Siguiendo esta clave humanitaria, la condena a la represión ejercida desde el Estado durante la dictadura era un imperativo moral. Desde este imperativo, convocaba a la solidaridad con las víctimas por el agravio sufrido, y no por sus identidades políticas y sus proyectos. Y rechazaba a los victimarios por los actos aberrantes cometidos, y no por los objetivos que tal violencia buscaba.
Este discurso no enfocó su argumento en la historización y explicación de las razones de los hechos, sino en la defensa incuestionable de la integridad física de las víctimas, distanciándose de cualquier posible identificación con sus ideologías o concepciones políticas.
Las denuncias pusieron el eje en los hechos y descripciones fácticas de los secuestros, torturas, las características de los centros clandestinos de detención dejando de lado los términos histórico-políticos de la violencia del Estado.
La primera solicitada publicada en un medio periodístico fue en octubre de 1977, y se titulaba “MADRES Y ESPOSAS DE DESAPARECIDOS. SOLO PEDIMOS LA VERDAD”. El reclamo era primario, esencial:
LA VERDAD que pedimos es saber si nuestros DESAPARECIDOS ESTÁN VIVOS o MUERTOS y DÓNDE ESTÁN. (…). No soportamos la más cruel de las torturas para una madre, la INCERTIDUMBRE sobre el destino de sus hijos. Pedimos para ellos un proceso legal y que sea así probada su culpabilidad o inocencia y en consecuencia, juzgados o liberados.2
La presentación de los desaparecidos se centró en sus referencias identitarias como género, edad, ocupación, obviando la mención a sus militancias y pertenencias políticas y resaltando su condición de inocencia desde el punto de vista penal. Los desaparecidos y las víctimas del terrorismo de Estado eran narrados como seres humanos cuyos derechos elementales habían sido avasallados. Esta narrativa se expresará tiempo después en el Informe Nunca Más (Crenzel, 2008).

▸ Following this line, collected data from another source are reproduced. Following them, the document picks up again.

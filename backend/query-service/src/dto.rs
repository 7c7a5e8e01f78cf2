//! JSON response shapes for the read API.
//!
//! View documents carry BSON datetimes; the responses render them as
//! RFC-3339 strings.

use mongodb::bson::DateTime;
use serde::Serialize;

use crate::views::{OrderItemView, OrderView, ProductSnapshot, ProductView, UserSnapshot, UserView};

fn rfc3339(dt: DateTime) -> String {
    dt.to_chrono().to_rfc3339()
}

#[derive(Debug, Serialize)]
pub struct UserResponse {
    pub id: i64,
    pub name: String,
    pub email: String,
    pub created_at: String,
    pub updated_at: String,
}

impl From<UserView> for UserResponse {
    fn from(view: UserView) -> Self {
        Self {
            id: view.id,
            name: view.name,
            email: view.email,
            created_at: rfc3339(view.created_at),
            updated_at: rfc3339(view.updated_at),
        }
    }
}

#[derive(Debug, Serialize)]
pub struct ProductResponse {
    pub id: i64,
    pub name: String,
    pub price: f64,
    pub stock: i32,
    pub created_at: String,
    pub updated_at: String,
}

impl From<ProductView> for ProductResponse {
    fn from(view: ProductView) -> Self {
        Self {
            id: view.id,
            name: view.name,
            price: view.price,
            stock: view.stock,
            created_at: rfc3339(view.created_at),
            updated_at: rfc3339(view.updated_at),
        }
    }
}

#[derive(Debug, Serialize)]
pub struct OrderItemResponse {
    pub product_id: i64,
    pub quantity: i32,
    pub unit_price: f64,
    pub product: ProductSnapshot,
}

impl From<OrderItemView> for OrderItemResponse {
    fn from(item: OrderItemView) -> Self {
        Self {
            product_id: item.product_id,
            quantity: item.quantity,
            unit_price: item.unit_price,
            product: item.product,
        }
    }
}

#[derive(Debug, Serialize)]
pub struct OrderResponse {
    pub id: i64,
    pub user_id: i64,
    pub status: String,
    pub total_amount: f64,
    pub user: UserSnapshot,
    pub items: Vec<OrderItemResponse>,
    pub created_at: String,
    pub updated_at: String,
    #[serde(skip_serializing_if = "Option::is_none")]
    pub paid_at: Option<String>,
    #[serde(skip_serializing_if = "Option::is_none")]
    pub canceled_at: Option<String>,
}

impl From<OrderView> for OrderResponse {
    fn from(view: OrderView) -> Self {
        Self {
            id: view.id,
            user_id: view.user_id,
            status: view.status,
            total_amount: view.total_amount,
            user: view.user,
            items: view.items.into_iter().map(OrderItemResponse::from).collect(),
            created_at: rfc3339(view.created_at),
            updated_at: rfc3339(view.updated_at),
            paid_at: view.paid_at.map(rfc3339),
            canceled_at: view.canceled_at.map(rfc3339),
        }
    }
}

#[cfg(test)]
mod tests {
    use super::*;

    #[test]
    fn order_response_renders_terminal_timestamps() {
        let view = OrderView {
            id: 1,
            user_id: 7,
            status: "PAID".to_string(),
            total_amount: 20.0,
            user: UserSnapshot {
                id: 7,
                name: "A".to_string(),
                email: "a@x".to_string(),
            },
            items: vec![OrderItemView {
                product_id: 3,
                quantity: 2,
                unit_price: 10.0,
                product: ProductSnapshot {
                    id: 3,
                    name: "P".to_string(),
                    price: 10.0,
                    stock: 3,
                },
            }],
            created_at: DateTime::now(),
            updated_at: DateTime::now(),
            paid_at: Some(DateTime::now()),
            canceled_at: None,
        };

        let response = OrderResponse::from(view);
        let json: serde_json::Value =
            serde_json::from_str(&serde_json::to_string(&response).unwrap()).unwrap();

        assert_eq!(json["status"], "PAID");
        assert_eq!(json["user"]["email"], "a@x");
        assert_eq!(json["items"][0]["product"]["stock"], 3);
        assert!(json["paid_at"].is_string());
        assert!(json.get("canceled_at").is_none());
    }
}
use time::OffsetDateTime;

use crate::{flight::FlightOffer, stay::StayOffer};

#[derive(Clone, Copy, Debug, Eq, PartialEq, serde::Serialize, serde::Deserialize)]
#[serde(rename_all = "snake_case")]
pub enum SortDirection {
	Ascending,
	Descending,
}

#[derive(Clone, Copy, Debug, Eq, PartialEq, serde::Serialize, serde::Deserialize)]
#[serde(rename_all = "snake_case")]
pub enum FlightSortKey {
	Price,
	Duration,
	TimeToDeparture,
	Rating,
	Score,
}
impl FlightSortKey {
	pub fn parse(value: &str) -> Option<Self> {
		match value {
			"price" => Some(Self::Price),
			"duration" => Some(Self::Duration),
			"time_to_departure" => Some(Self::TimeToDeparture),
			"rating" => Some(Self::Rating),
			"score" => Some(Self::Score),
			_ => None,
		}
	}
}

#[derive(Clone, Copy, Debug, Eq, PartialEq, serde::Serialize, serde::Deserialize)]
#[serde(rename_all = "snake_case")]
pub enum StaySortKey {
	Price,
	Rating,
	Score,
}
impl StaySortKey {
	pub fn parse(value: &str) -> Option<Self> {
		match value {
			"price" => Some(Self::Price),
			"rating" => Some(Self::Rating),
			"score" => Some(Self::Score),
			_ => None,
		}
	}
}

/// Derived sort factor of a flight offer; computed on demand, never
/// persisted.
pub fn flight_factor(offer: &FlightOffer, key: FlightSortKey, now: OffsetDateTime) -> f64 {
	match key {
		FlightSortKey::Price => offer.total_price_minor as f64,
		FlightSortKey::Duration => offer.duration_minutes() as f64,
		FlightSortKey::TimeToDeparture => (offer.depart.departs_at - now).whole_minutes() as f64,
		FlightSortKey::Rating => f64::from(offer.rating()),
		FlightSortKey::Score => flight_score(offer),
	}
}

pub fn stay_factor(offer: &StayOffer, key: StaySortKey) -> f64 {
	match key {
		StaySortKey::Price => offer.total_price_minor as f64,
		StaySortKey::Rating => f64::from(offer.stay.rating),
		StaySortKey::Score => stay_score(offer),
	}
}

/// Composite highlight score: rating-weighted, price- and duration-penalised.
fn flight_score(offer: &FlightOffer) -> f64 {
	f64::from(offer.rating()) * 2.0
		- offer.total_price_minor as f64 / 10_000.0
		- offer.duration_minutes() as f64 / 600.0
}

fn stay_score(offer: &StayOffer) -> f64 {
	f64::from(offer.stay.rating) * 2.0 - offer.total_price_minor as f64 / 10_000.0
}
const TRACKED_FACTORS: [(FlightSortKey, SortDirection); 5] = [
	(FlightSortKey::Price, SortDirection::Ascending),
	(FlightSortKey::Score, SortDirection::Descending),
	(FlightSortKey::Duration, SortDirection::Ascending),
	(FlightSortKey::Rating, SortDirection::Descending),
	(FlightSortKey::TimeToDeparture, SortDirection::Ascending),
];

impl OfferEngine {
	/// Runs a full flight search: deterministic candidate generation, the
	/// sort/filter/pagination pipeline, then reconciliation of the returned
	/// page against the store.
	pub async fn search_flight_offers(
		&self,
		req: FlightSearchRequest,
		now: OffsetDateTime,
	) -> Result<FlightSearchResponse> {
		validate(&req)?;

		let airports = required(self.reference.airports.list_all().await?, "airports")?;
		let airlines = required(self.reference.airlines.list_all().await?, "airline companies")?;
		let airplanes = required(self.reference.airplanes.list_all().await?, "airplanes")?;
		let routes = expand_routes(
			&self.cfg,
			&airports,
			req.filter.origin.as_deref(),
			req.filter.destination.as_deref(),
		)?;
		let trips = expand_trips(&self.cfg, &req.filter, now.date());
		let mut seen = HashSet::new();
		let candidates: Vec<FlightOffer> = FlightCandidates::new(
			&self.cfg,
			&airlines,
			&airplanes,
			&routes,
			&trips,
			req.filter.class,
			req.filter.passengers,
		)
		.filter(|offer| seen.insert(offer.content_hash()))
		.take(self.cfg.search.candidate_cap as usize)
		.collect();

		debug!(
			candidates = candidates.len(),
			routes = routes.len(),
			trips = trips.len(),
			"Generated flight candidates."
		);

		let (primary, secondary) =
			resolve_sorts(&self.cfg, req.primary_sort, req.secondary_sort);
		let mut ranked = pipeline::rank(
			candidates,
			|offer| sort::flight_factor(offer, primary.key, now),
			|offer| sort::flight_factor(offer, secondary.key, now),
		);

		pipeline::stable_sort(&mut ranked, primary.direction(), secondary.direction());

		// Narrowing and top stats reflect the unfiltered set; the filter
		// below must not shrink the advertised ranges.
		let narrowing = req.want_narrowing.then(|| narrow(&ranked));
		let top_stats = req.want_top_stats.then(|| top_stats(&ranked, now));

		ranked.retain(|ranked| filter_matches(&req.filter, &ranked.offer));

		let skip = req.page.skip as usize;
		let take = req.page.take.unwrap_or(self.cfg.search.default_page_size) as usize;
		let (page, total) = pipeline::paginate(ranked, skip, take);
		let mut items: Vec<FlightOffer> = page.into_iter().map(|ranked| ranked.offer).collect();

		reconcile::flight_page(
			self.store.as_ref(),
			&self.cfg,
			&req.user_id,
			&mut items,
			req.record_seen.unwrap_or(true),
			now,
		)
		.await?;

		Ok(FlightSearchResponse { items, total, narrowing, top_stats })
	}
}
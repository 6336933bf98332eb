use serde::{Deserialize, Deserializer, Serializer};
use time::Date;

use super::date::FORMAT;

pub fn serialize<S>(value: &Option<Date>, serializer: S) -> Result<S::Ok, S::Error>
where
	S: Serializer,
{
	match value {
		Some(value) => {
			let formatted = value.format(&FORMAT).map_err(serde::ser::Error::custom)?;

			serializer.serialize_some(&formatted)
		},
		None => serializer.serialize_none(),
	}
}

pub fn deserialize<'de, D>(deserializer: D) -> Result<Option<Date>, D::Error>
where
	D: Deserializer<'de>,
{
	let raw = Option::<String>::deserialize(deserializer)?;

	raw.map(|raw| Date::parse(&raw, &FORMAT).map_err(serde::de::Error::custom)).transpose()
}
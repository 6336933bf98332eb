use time::{Date, Duration};

/// Prime strides used for index pairing. The first one not dividing the pool
/// length is coprime with it, so a strided walk visits every index once per
/// cycle.
const STRIDES: [usize; 3] = [31, 37, 41];

pub(crate) fn coprime_stride(len: usize) -> usize {
	STRIDES.iter().copied().find(|stride| len % stride != 0).unwrap_or(1)
}

fn gcd(a: usize, b: usize) -> usize {
	let (mut a, mut b) = (a, b);

	while b != 0 {
		(a, b) = (b, a % b);
	}

	a
}

/// Deterministic slice of the `left x right` index product: at most `limit`
/// pairs, none repeated, spread by a fixed prime stride.
pub(crate) fn stride_pairs(left: usize, right: usize, limit: usize) -> Vec<(usize, usize)> {
	if left == 0 || right == 0 || limit == 0 {
		return Vec::new();
	}

	let stride = coprime_stride(right);
	// Pairs repeat with period lcm(left, right); staying below it keeps every
	// emitted pair distinct.
	let period = left / gcd(left, right) * right;
	let count = limit.min(period);

	(0..count).map(|i| (i % left, i * stride % right)).collect()
}

/// Symmetric window around the anchor, ascending, anchor included.
pub(crate) fn date_window(anchor: Date, window_days: u16) -> Vec<Date> {
	let window = i64::from(window_days);

	(-window..=window).map(|offset| anchor + Duration::days(offset)).collect()
}

/// An explicit, non-flexible date is used as-is; anything else expands to a
/// window around the anchor.
pub(crate) fn single_or_window(
	date: Option<Date>,
	anchor: Date,
	flexible: bool,
	window_days: u16,
) -> Vec<Date> {
	match date {
		Some(date) if !flexible => vec![date],
		Some(date) => date_window(date, window_days),
		None => date_window(anchor, window_days),
	}
}

/// Depart/return pairs with the return strictly after the depart. When the
/// windows leave no such pair, the earliest return candidate doubles as the
/// depart date; a single-date window degrades to the same-day pair. The
/// result is never empty for non-empty inputs.
pub(crate) fn return_date_pairs(departs: Vec<Date>, returns: Vec<Date>) -> Vec<(Date, Date)> {
	let mut pairs: Vec<(Date, Date)> = departs
		.iter()
		.flat_map(|&depart| {
			returns.iter().filter(move |&&ret| ret > depart).map(move |&ret| (depart, ret))
		})
		.collect();

	if pairs.is_empty()
		&& let Some(&earliest) = returns.first()
	{
		pairs =
			returns.iter().filter(|&&ret| ret > earliest).map(|&ret| (earliest, ret)).collect();

		if pairs.is_empty() {
			pairs.push((earliest, earliest));
		}
	}

	pairs
}

/// Check-in/check-out pairs for a stay search. The stay length is pinned
/// first, then the check-in expands like any other date, keeping check-out
/// strictly after check-in in every variant.
pub(crate) fn stay_date_pairs(
	check_in: Option<Date>,
	check_out: Option<Date>,
	flexible: bool,
	window_days: u16,
	default_trip_days: u16,
	today: Date,
) -> Vec<(Date, Date)> {
	let nights = match (check_in, check_out) {
		(Some(check_in), Some(check_out)) if check_out > check_in => {
			(check_out - check_in).whole_days()
		},
		_ => i64::from(default_trip_days),
	};
	let anchor = check_in
		.or_else(|| check_out.map(|check_out| check_out - Duration::days(nights)))
		.unwrap_or(today);
	let check_ins = single_or_window(check_in, anchor, flexible, window_days);

	check_ins.into_iter().map(|check_in| (check_in, check_in + Duration::days(nights))).collect()
}
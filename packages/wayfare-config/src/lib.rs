mod error;
mod types;

pub use error::{Error, Result};
pub use types::{Config, FlightSortDefaults, Pricing, Search, StaySortDefaults, Store};

use std::{fs, path::Path};

const FLIGHT_SORT_KEYS: [&str; 5] = ["price", "duration", "time_to_departure", "rating", "score"];
const STAY_SORT_KEYS: [&str; 3] = ["price", "rating", "score"];

pub fn load(path: &Path) -> Result<Config> {
	let raw = fs::read_to_string(path)
		.map_err(|err| Error::ReadConfig { path: path.to_path_buf(), source: err })?;

	let mut cfg: Config = toml::from_str(&raw)
		.map_err(|err| Error::ParseConfig { path: path.to_path_buf(), source: err })?;

	normalize(&mut cfg);

	validate(&cfg)?;

	Ok(cfg)
}

pub fn validate(cfg: &Config) -> Result<()> {
	if cfg.search.flexible_window_days > 14 {
		return Err(Error::Validation {
			message: "search.flexible_window_days must be 14 or less.".to_string(),
		});
	}
	if cfg.search.variants_per_leg == 0 {
		return Err(Error::Validation {
			message: "search.variants_per_leg must be greater than zero.".to_string(),
		});
	}
	if !(1..=24).contains(&cfg.search.slots_per_day) {
		return Err(Error::Validation {
			message: "search.slots_per_day must be between 1 and 24.".to_string(),
		});
	}
	if cfg.search.variants_per_leg > cfg.search.slots_per_day {
		return Err(Error::Validation {
			message: "search.variants_per_leg must not exceed search.slots_per_day; every leg \
			          variant occupies its own take-off slot."
				.to_string(),
		});
	}

	for (label, value) in [
		("search.max_route_pairs", cfg.search.max_route_pairs),
		("search.max_trip_pairs", cfg.search.max_trip_pairs),
		("search.candidate_cap", cfg.search.candidate_cap),
		("search.near_limit", cfg.search.near_limit),
		("search.default_page_size", cfg.search.default_page_size),
	] {
		if value == 0 {
			return Err(Error::Validation {
				message: format!("{label} must be greater than zero."),
			});
		}
	}

	if cfg.search.default_trip_days == 0 {
		return Err(Error::Validation {
			message: "search.default_trip_days must be greater than zero.".to_string(),
		});
	}
	if !cfg.search.cruise_kmh.is_finite() || cfg.search.cruise_kmh <= 0.0 {
		return Err(Error::Validation {
			message: "search.cruise_kmh must be a positive finite number.".to_string(),
		});
	}
	if cfg.search.min_leg_minutes < 0 {
		return Err(Error::Validation {
			message: "search.min_leg_minutes must be zero or greater.".to_string(),
		});
	}
	if cfg.search.duration_jitter_minutes < 0 {
		return Err(Error::Validation {
			message: "search.duration_jitter_minutes must be zero or greater.".to_string(),
		});
	}
	if !FLIGHT_SORT_KEYS.contains(&cfg.search.flight_defaults.primary_sort.as_str()) {
		return Err(Error::Validation {
			message: "search.flight_defaults.primary_sort must be one of price, duration, \
			          time_to_departure, rating, or score."
				.to_string(),
		});
	}
	if !FLIGHT_SORT_KEYS.contains(&cfg.search.flight_defaults.secondary_sort.as_str()) {
		return Err(Error::Validation {
			message: "search.flight_defaults.secondary_sort must be one of price, duration, \
			          time_to_departure, rating, or score."
				.to_string(),
		});
	}
	if !STAY_SORT_KEYS.contains(&cfg.search.stay_defaults.sort.as_str()) {
		return Err(Error::Validation {
			message: "search.stay_defaults.sort must be one of price, rating, or score."
				.to_string(),
		});
	}

	if cfg.pricing.granularity_minor < 0 {
		return Err(Error::Validation {
			message: "pricing.granularity_minor must be zero or greater.".to_string(),
		});
	}
	if cfg.pricing.economy_base_minor <= 0 {
		return Err(Error::Validation {
			message: "pricing.economy_base_minor must be greater than zero.".to_string(),
		});
	}
	if cfg.pricing.comfort_base_minor <= cfg.pricing.economy_base_minor {
		return Err(Error::Validation {
			message: "pricing.comfort_base_minor must exceed pricing.economy_base_minor."
				.to_string(),
		});
	}
	if cfg.pricing.business_base_minor <= cfg.pricing.comfort_base_minor {
		return Err(Error::Validation {
			message: "pricing.business_base_minor must exceed pricing.comfort_base_minor."
				.to_string(),
		});
	}
	if cfg.pricing.stay_base_minor <= 0 {
		return Err(Error::Validation {
			message: "pricing.stay_base_minor must be greater than zero.".to_string(),
		});
	}

	for (label, value) in [
		("pricing.view_step_minor", cfg.pricing.view_step_minor),
		("pricing.airline_weight_minor", cfg.pricing.airline_weight_minor),
		("pricing.airport_weight_minor", cfg.pricing.airport_weight_minor),
		("pricing.airplane_weight_minor", cfg.pricing.airplane_weight_minor),
		("pricing.city_weight_minor", cfg.pricing.city_weight_minor),
		("pricing.stay_weight_minor", cfg.pricing.stay_weight_minor),
	] {
		if value < 0 {
			return Err(Error::Validation { message: format!("{label} must be zero or greater.") });
		}
	}

	for (label, value) in [
		("pricing.distance_coeff", cfg.pricing.distance_coeff),
		("pricing.duration_coeff", cfg.pricing.duration_coeff),
	] {
		if !value.is_finite() || value < 0.0 {
			return Err(Error::Validation {
				message: format!("{label} must be a non-negative finite number."),
			});
		}
	}

	Ok(())
}

fn normalize(cfg: &mut Config) {
	for sort in [
		&mut cfg.search.flight_defaults.primary_sort,
		&mut cfg.search.flight_defaults.secondary_sort,
		&mut cfg.search.stay_defaults.sort,
	] {
		*sort = sort.trim().to_ascii_lowercase();
	}
}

Luego de la Guerra de Malvinas, al iniciarse el desmoronamiento de la dictadura militar y la consiguiente apertura democrática, las cuestiones de las violaciones a los derechos humanos eran ya hechos irrefutables. La sociedad argentina fue objeto de una sobreabundante oferta de información, de variadas procedencias y estilos, sobre las desapariciones, las torturas, los centros clandestinos de detención. Este proceso de reinformación, como lo denominaron Landi & González Bombal (1996), fue atizado por el debilitamiento de los mecanismos de control y censura por parte del Gobierno militar. La que más se destacó fue esa prensa amarilla, antes utilizada como medio de propaganda del régimen, que publicaba macabras noticias de hallazgos de cuerpos NN, confesiones de represores y testimonios de sobrevivientes, que constituyeron lo que se conoció como el show del horror. La retórica negacionista de los inicios ya no pudo ser sostenida y la dictadura en retirada ensayó la vía de la autoamnistía a través de la Ley nº 22.924 de Pacificación Nacional sancionada el 22 de septiembre de 1983, pocos días antes de las elecciones. Pero no prosperó; el electo presidente Raúl Alfonsín planteó ya en la campaña que procedería a su anulación para avanzar, a partir de la justicia retroactiva, en la identificación y sanción de las responsabilidades penales (Nino, 2015).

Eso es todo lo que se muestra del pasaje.